HPC
- Active: December 2024
- Operators: Eni
- Location: Green Data Center in Ferrera Erbognone (PV), Italy
- Power: 8,46 MW
- Operating system: RHEL 8.9
- Speed: 477.90 petaFlop/s (Rmax) / 606.97 petaFlop/s (Rpeak)
- Website: www.eni.com/visual-design/green-data-center-hpc/en

= HPC (Eni) =

Series of computing systems

HPC refers to the series of high-performance computing systems developed and operated by Eni. The supercomputers are housed at the Green Data Center in Ferrera Erbognone (PV), Italy.

== History ==
Eni's first supercomputer is HPCC1, a CPU-only system built by IBM. Subsequent generations HPC2 and HPC3 introduced hybrid CPU-GPU architectures. HPC4, constructed by Hewlett Packard Enterprise, further improved performance. In 2020, Eni unveiled HPC5, developed in collaboration with Dell Technologies.

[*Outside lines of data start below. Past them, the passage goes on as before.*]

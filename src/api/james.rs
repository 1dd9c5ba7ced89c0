//! Mail-subsystem API handle.
//!
//! [`JamesApi`] is the sub-handle scoped to the backend's James mail
//! subsystem, derived from an [`EsnClient`]. It exposes the one operation
//! the exporter needs: downloading a stored message's raw eml content.

use async_trait::async_trait;
use tracing::instrument;

use super::client::EsnClient;
use super::error::ApiError;
use super::MailRepositoryApi;

/// Mail-subsystem API handle derived from a backend client.
#[derive(Debug, Clone)]
pub struct JamesApi {
    client: EsnClient,
}

impl JamesApi {
    /// Derives a mail-subsystem handle from a backend client.
    #[must_use]
    pub fn new(client: EsnClient) -> Self {
        Self { client }
    }
}

#[async_trait]
impl MailRepositoryApi for JamesApi {
    /// Downloads the raw eml content of one message from a mail repository.
    ///
    /// Issues a single GET with no retry. Identifiers are placed as
    /// percent-encoded path segments, so repository names containing `/`
    /// travel as one segment.
    #[instrument(level = "debug", skip(self))]
    async fn download_eml_file_from_mail_repository(
        &self,
        domain_id: &str,
        mail_repository: &str,
        mail_key: &str,
    ) -> Result<Vec<u8>, ApiError> {
        self.client
            .get_bytes(&[
                "james",
                "domains",
                domain_id,
                "mailRepositories",
                mail_repository,
                "mails",
                mail_key,
                "download",
            ])
            .await
    }
}
//! Backend API surface for the mail subsystem.
//!
//! This module provides the client stack used to talk to the backend that
//! hosts mail repositories:
//!
//! - [`EsnClient`] - HTTP client bound to the backend base URL
//! - [`JamesApi`] - mail-subsystem sub-handle derived from an [`EsnClient`]
//! - [`MailRepositoryApi`] - capability trait describing "can download an
//!   eml by domain/repository/key"
//! - [`ApiError`] - structured errors for backend calls

mod client;
mod error;
mod james;

pub use client::EsnClient;
pub use error::ApiError;
pub use james::JamesApi;

use async_trait::async_trait;

/// Capability trait for downloading a stored message from a mail repository.
///
/// The exporter depends on this trait rather than on a concrete client, so
/// any backend (or test double) that can fetch an eml by
/// (domain, repository, key) can be injected.
///
/// # Object Safety
///
/// This trait uses `async_trait` to support dynamic dispatch via
/// `Box<dyn MailRepositoryApi>`. Rust 2024 native async traits are not
/// object-safe, so `async_trait` is required here.
#[async_trait]
pub trait MailRepositoryApi: Send + Sync {
    /// Downloads the raw eml content of one message.
    ///
    /// The three identifiers are passed through verbatim; no format
    /// validation is performed at this layer.
    ///
    /// # Errors
    ///
    /// Returns [`ApiError`] if the backend call fails.
    async fn download_eml_file_from_mail_repository(
        &self,
        domain_id: &str,
        mail_repository: &str,
        mail_key: &str,
    ) -> Result<Vec<u8>, ApiError>;
}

The latest addition, HPC6, launched in December 2024, ranks among the world's most powerful supercomputers.

== Architecture ==
===HPC6===
HPC6 is built on the HPE Cray EX4000 platform, featuring a hybrid architecture with 3,472 nodes. Each node comprises an AMD EPYC™ 64-core CPU and four AMD Instinc MI250X GPUs, totaling 13,888 GPUs. The system employs HPE's Slingshot-11 interconnect and is paired with a ClusterStore E1000 storage solution. This configuration enables HPC6 to achieve a peak performance exceeding 606 petaFLOPS.

===HPC5===
Eni launched HPC5 in early 2020. The system was built using Dell EMC PowerEdge C4140 servers, each outfitted with two Intel Xeon Gold 6252 processors (24 cores each) and four NVIDIA V100 GPUs, for a total of 7,280 GPUs across 1,820 nodes. It employed a high-speed interconnect infrastructure and expanded the system's overall peak performance to 51.72 petaflops, with a combined performance of 70 petaflops when operating alongside HPC4. HPC5 enabled more detailed simulations in geosciences, fluid dynamics, and climate modeling.

===HPC4===
HPC4 was introduced in 2018 and built using HPE ProLiant DL380 nodes. Each node featured two Intel Xeon Platinum 8160 processors with 24 cores and two NVIDIA Tesla P100 GPUs. The system included 1,600 nodes and an enhanced EDR InfiniBand interconnection. Storage capacity was increased to 15 petabytes, supporting high-resolution seismic datasets and advanced simulation outputs. HPC4 delivered 18.6 petaflops of peak performance, making it one of the most powerful industrial systems in the world at the time of its launch.

===HPC3===
In 2017, Eni inaugurated HPC3, achieving a peak power of 8.4 petaflops and a sustained LINPACK performance of 5.8 petaflops. It featured a mix of high-performance CPUs and GPUs.

===HPC2===
Eni launched HPC2 in 2014, introducing a hybrid CPU-GPU architecture. The system retained the IBM iDataPlex hardware base but integrated two NVIDIA Tesla GPUs per node alongside dual Intel Xeon E5-2670 CPUs. Like its predecessor, HPC2 comprised about 1,500 nodes and used a high-speed InfiniBand network. Its peak computational power reached 4.6 petaflops, a nearly tenfold improvement over HPCC1.

===HPCC1===
The HPCC1 system was deployed by Eni in 2013. It was based on IBM iDataPlex DX360M4 nodes, each equipped with two Intel Sandy Bridge Xeon E5-2670 processors running at 2.6 GHz, for a total of approximately 1,500 nodes. The system used FDR InfiniBand interconnects and reached a peak performance of 499.2 teraflops, with a LINPACK performance of 454 teraflops. HPCC1 was primarily employed in geophysical simulations and subsurface modeling for oil and gas exploration.

== Performance ==
In the June 2025 TOP500 list, HPC6 secured the 6th position globally, delivering 606.97 petaFLOPS on the High-Performance LINPACK (HPL) benchmark. This performance represents a substantial increase from the combined 70 petaFLOPS of its predecessors, HPC4 and HPC5.

In the June 2025 edition of the Green500 list, Eni's HPC6 ranked 29th, making it one of the highest-placed large-scale supercomputers in terms of energy efficiency. Taking into account only the supercomputers with more than one million computing cores, HPC6 ranks in the fifth position among the most green supercomputers in the world.

== Applications ==
Eni mainly utilizes its HPC systems for:
- Geosciences: processing seismic data and modeling subsurface structures for oil and gas exploration.

- Energy transition: simulating carbon dioxide storage processes, developing advanced batteries, and researching renewable energy solutions.

- Artificial intelligence: implementing AI algorithms for predictive maintenance, operational optimization, and data analysis.